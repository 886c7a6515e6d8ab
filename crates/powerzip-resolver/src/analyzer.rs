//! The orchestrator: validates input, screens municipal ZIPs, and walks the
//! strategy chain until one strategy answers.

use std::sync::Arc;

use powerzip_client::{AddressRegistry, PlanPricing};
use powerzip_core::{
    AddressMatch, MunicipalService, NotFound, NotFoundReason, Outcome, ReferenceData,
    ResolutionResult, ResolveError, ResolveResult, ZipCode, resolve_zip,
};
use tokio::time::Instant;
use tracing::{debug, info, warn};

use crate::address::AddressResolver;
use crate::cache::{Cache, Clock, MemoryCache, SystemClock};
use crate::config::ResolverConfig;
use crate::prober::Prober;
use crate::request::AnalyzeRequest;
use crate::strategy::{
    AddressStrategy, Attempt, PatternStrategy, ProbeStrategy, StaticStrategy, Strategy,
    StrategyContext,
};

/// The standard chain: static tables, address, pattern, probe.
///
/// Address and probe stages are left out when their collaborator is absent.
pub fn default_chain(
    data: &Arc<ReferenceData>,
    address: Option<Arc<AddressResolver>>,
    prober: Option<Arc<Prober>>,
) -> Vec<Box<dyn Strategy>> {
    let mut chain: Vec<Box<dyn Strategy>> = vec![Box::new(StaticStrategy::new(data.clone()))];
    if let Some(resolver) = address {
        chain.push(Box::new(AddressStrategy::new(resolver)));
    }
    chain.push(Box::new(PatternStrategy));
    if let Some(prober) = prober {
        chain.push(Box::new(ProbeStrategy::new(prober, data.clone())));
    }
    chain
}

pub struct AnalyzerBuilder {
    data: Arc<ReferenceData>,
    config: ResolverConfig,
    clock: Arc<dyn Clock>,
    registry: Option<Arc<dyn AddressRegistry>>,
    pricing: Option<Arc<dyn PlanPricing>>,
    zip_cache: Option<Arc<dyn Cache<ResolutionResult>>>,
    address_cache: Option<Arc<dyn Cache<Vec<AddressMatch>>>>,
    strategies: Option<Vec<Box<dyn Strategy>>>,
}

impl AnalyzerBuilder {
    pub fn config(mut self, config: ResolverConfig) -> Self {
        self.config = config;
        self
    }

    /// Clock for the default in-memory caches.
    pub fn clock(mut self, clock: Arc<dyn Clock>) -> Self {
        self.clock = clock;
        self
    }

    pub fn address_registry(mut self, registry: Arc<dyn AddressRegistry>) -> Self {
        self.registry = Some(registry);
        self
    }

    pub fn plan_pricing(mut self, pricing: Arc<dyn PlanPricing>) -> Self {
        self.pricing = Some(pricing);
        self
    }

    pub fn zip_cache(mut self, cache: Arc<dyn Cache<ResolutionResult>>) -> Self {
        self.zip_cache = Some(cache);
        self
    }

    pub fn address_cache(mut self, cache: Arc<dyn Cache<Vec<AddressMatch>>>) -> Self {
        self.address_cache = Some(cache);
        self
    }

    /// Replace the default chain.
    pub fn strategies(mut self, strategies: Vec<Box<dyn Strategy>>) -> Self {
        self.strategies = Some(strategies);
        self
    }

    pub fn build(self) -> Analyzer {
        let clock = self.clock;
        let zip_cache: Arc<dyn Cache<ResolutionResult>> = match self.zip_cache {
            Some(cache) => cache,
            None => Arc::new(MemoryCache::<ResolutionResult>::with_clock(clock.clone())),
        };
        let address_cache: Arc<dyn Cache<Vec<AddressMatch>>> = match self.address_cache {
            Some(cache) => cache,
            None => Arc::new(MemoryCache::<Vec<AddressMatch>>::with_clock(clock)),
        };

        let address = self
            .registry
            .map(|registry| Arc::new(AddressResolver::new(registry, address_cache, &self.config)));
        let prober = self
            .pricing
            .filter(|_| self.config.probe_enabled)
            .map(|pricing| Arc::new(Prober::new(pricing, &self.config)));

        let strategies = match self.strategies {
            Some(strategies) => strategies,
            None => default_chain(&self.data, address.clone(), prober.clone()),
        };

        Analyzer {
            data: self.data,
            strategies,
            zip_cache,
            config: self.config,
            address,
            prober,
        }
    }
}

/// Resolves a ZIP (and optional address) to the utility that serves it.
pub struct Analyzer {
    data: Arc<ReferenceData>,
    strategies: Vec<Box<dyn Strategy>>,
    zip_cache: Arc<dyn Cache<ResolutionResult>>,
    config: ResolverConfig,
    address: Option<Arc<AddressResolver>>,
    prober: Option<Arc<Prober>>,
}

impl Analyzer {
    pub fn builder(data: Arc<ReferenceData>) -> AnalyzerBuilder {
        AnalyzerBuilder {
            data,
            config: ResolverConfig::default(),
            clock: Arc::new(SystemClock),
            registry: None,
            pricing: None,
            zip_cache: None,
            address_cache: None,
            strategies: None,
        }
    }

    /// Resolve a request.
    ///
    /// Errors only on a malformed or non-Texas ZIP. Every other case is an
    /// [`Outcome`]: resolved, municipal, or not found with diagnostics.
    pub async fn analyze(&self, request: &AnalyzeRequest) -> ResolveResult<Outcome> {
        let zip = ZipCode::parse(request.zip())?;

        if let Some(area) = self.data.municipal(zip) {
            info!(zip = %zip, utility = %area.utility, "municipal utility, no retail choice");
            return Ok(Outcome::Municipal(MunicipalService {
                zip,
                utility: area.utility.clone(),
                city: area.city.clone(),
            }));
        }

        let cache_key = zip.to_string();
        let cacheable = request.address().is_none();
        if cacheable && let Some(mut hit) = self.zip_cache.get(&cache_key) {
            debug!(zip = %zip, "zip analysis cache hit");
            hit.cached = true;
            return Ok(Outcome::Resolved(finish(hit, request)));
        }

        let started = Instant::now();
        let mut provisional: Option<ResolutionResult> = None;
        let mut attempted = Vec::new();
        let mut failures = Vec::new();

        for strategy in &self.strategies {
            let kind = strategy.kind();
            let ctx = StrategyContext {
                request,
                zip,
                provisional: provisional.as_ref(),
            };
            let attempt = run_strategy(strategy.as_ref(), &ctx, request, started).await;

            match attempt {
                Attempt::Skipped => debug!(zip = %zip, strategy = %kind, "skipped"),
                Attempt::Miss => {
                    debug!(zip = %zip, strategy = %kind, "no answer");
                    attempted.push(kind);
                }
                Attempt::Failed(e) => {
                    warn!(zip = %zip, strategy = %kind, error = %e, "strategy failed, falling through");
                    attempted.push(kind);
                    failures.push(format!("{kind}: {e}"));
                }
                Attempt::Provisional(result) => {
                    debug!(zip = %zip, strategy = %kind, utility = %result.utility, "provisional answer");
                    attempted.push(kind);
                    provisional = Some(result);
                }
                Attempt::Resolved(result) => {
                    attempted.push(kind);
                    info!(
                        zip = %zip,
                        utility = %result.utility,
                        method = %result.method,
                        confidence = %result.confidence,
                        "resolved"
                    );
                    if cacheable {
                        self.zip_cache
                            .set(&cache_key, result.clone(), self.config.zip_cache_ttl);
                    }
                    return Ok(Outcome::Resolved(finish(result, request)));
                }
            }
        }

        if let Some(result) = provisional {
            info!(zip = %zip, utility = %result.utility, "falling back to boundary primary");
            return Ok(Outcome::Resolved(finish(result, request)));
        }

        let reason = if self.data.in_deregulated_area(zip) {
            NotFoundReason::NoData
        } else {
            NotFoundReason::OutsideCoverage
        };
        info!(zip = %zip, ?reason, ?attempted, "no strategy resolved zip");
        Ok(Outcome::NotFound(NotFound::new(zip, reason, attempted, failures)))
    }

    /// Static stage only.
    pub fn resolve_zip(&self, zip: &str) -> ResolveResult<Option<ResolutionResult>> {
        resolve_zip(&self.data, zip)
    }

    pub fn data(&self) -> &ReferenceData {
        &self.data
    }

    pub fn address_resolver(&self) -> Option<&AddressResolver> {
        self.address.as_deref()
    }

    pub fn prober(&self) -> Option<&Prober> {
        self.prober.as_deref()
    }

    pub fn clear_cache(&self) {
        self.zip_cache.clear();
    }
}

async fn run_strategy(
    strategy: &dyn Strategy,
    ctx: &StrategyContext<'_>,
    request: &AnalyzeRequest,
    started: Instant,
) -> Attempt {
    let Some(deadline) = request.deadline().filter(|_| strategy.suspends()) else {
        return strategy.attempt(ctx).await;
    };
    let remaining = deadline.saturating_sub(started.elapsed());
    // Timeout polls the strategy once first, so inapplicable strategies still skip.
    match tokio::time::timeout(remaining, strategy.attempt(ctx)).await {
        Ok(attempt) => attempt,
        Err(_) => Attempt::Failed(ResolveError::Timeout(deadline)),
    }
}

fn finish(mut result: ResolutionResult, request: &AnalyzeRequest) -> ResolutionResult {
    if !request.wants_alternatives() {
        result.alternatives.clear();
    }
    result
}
* * *
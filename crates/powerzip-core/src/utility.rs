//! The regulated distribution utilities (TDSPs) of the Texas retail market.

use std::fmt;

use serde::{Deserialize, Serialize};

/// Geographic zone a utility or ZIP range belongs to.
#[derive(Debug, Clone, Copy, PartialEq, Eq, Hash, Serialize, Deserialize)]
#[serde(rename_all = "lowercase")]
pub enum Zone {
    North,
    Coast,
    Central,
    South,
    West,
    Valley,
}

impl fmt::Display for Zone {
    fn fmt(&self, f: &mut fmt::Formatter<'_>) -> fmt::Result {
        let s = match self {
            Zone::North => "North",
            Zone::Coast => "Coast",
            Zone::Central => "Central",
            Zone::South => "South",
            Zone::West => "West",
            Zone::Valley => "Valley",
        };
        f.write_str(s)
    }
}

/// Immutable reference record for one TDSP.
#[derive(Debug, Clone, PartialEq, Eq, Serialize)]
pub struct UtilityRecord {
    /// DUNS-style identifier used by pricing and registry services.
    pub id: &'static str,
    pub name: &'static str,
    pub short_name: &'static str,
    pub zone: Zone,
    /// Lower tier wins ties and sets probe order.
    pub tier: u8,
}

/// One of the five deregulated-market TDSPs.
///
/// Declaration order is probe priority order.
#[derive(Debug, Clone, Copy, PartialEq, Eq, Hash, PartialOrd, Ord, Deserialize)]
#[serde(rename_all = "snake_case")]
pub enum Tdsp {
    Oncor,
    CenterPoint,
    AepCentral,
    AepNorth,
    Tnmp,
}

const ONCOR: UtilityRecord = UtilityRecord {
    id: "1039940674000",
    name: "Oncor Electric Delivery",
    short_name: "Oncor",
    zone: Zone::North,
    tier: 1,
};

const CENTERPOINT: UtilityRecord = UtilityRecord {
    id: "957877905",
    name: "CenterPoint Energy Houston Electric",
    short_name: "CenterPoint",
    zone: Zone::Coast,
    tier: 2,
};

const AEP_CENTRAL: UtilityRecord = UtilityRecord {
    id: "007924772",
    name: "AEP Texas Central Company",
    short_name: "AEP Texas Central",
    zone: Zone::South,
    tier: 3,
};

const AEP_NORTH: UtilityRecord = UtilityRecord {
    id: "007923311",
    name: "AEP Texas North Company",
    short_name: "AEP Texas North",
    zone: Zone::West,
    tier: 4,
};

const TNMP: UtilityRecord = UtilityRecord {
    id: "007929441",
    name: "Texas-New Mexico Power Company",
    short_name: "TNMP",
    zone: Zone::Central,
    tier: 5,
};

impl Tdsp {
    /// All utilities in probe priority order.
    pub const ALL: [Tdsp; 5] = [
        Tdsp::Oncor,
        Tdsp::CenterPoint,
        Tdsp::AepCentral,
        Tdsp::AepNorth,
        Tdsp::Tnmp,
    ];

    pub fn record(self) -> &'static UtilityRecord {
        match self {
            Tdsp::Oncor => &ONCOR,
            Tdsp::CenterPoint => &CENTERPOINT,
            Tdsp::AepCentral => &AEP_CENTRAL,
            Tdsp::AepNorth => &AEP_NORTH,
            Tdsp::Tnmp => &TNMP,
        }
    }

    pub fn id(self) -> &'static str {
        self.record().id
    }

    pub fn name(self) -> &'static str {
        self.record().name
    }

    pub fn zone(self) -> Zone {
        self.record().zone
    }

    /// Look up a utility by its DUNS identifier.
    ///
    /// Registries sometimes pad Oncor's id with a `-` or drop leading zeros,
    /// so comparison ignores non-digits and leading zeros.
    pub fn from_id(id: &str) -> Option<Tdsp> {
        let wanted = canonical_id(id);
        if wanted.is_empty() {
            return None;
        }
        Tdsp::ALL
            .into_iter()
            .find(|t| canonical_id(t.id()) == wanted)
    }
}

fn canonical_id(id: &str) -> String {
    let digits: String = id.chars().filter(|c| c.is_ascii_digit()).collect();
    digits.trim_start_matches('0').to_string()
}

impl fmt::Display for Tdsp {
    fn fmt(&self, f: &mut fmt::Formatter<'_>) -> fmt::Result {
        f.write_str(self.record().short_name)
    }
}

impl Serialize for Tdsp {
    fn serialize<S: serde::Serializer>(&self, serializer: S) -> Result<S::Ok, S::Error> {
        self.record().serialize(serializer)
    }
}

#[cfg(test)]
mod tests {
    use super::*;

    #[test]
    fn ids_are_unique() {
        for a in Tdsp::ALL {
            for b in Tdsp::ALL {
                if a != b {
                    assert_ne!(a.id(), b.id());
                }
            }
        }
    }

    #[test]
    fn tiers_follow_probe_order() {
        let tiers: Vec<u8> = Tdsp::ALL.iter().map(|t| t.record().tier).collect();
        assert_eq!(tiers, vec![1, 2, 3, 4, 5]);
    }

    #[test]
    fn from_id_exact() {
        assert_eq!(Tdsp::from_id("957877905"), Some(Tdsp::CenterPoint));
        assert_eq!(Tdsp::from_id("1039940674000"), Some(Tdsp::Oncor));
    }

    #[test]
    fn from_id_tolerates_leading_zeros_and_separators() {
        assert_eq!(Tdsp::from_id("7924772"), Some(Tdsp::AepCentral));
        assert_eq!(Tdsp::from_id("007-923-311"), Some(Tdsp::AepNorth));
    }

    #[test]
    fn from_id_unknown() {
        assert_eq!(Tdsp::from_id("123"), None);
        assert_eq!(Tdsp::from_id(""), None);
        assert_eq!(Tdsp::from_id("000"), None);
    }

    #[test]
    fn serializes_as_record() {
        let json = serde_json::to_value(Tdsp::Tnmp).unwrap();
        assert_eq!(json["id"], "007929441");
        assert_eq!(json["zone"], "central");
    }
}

● **ACTIVITY**
Among the entries above, find the line with "repository 886c7a6515e6d8ab" and the line with "use tokio::time::Instant;"; give again exactly these two lines and all lines between them.

● **EXPECTED OUTPUT**
repository 886c7a6515e6d8ab
filename crates/powerzip-resolver/src/analyzer.rs
//! The orchestrator: validates input, screens municipal ZIPs, and walks the
//! strategy chain until one strategy answers.

use std::sync::Arc;

use powerzip_client::{AddressRegistry, PlanPricing};
use powerzip_core::{
    AddressMatch, MunicipalService, NotFound, NotFoundReason, Outcome, ReferenceData,
    ResolutionResult, ResolveError, ResolveResult, ZipCode, resolve_zip,
};
use tokio::time::Instant;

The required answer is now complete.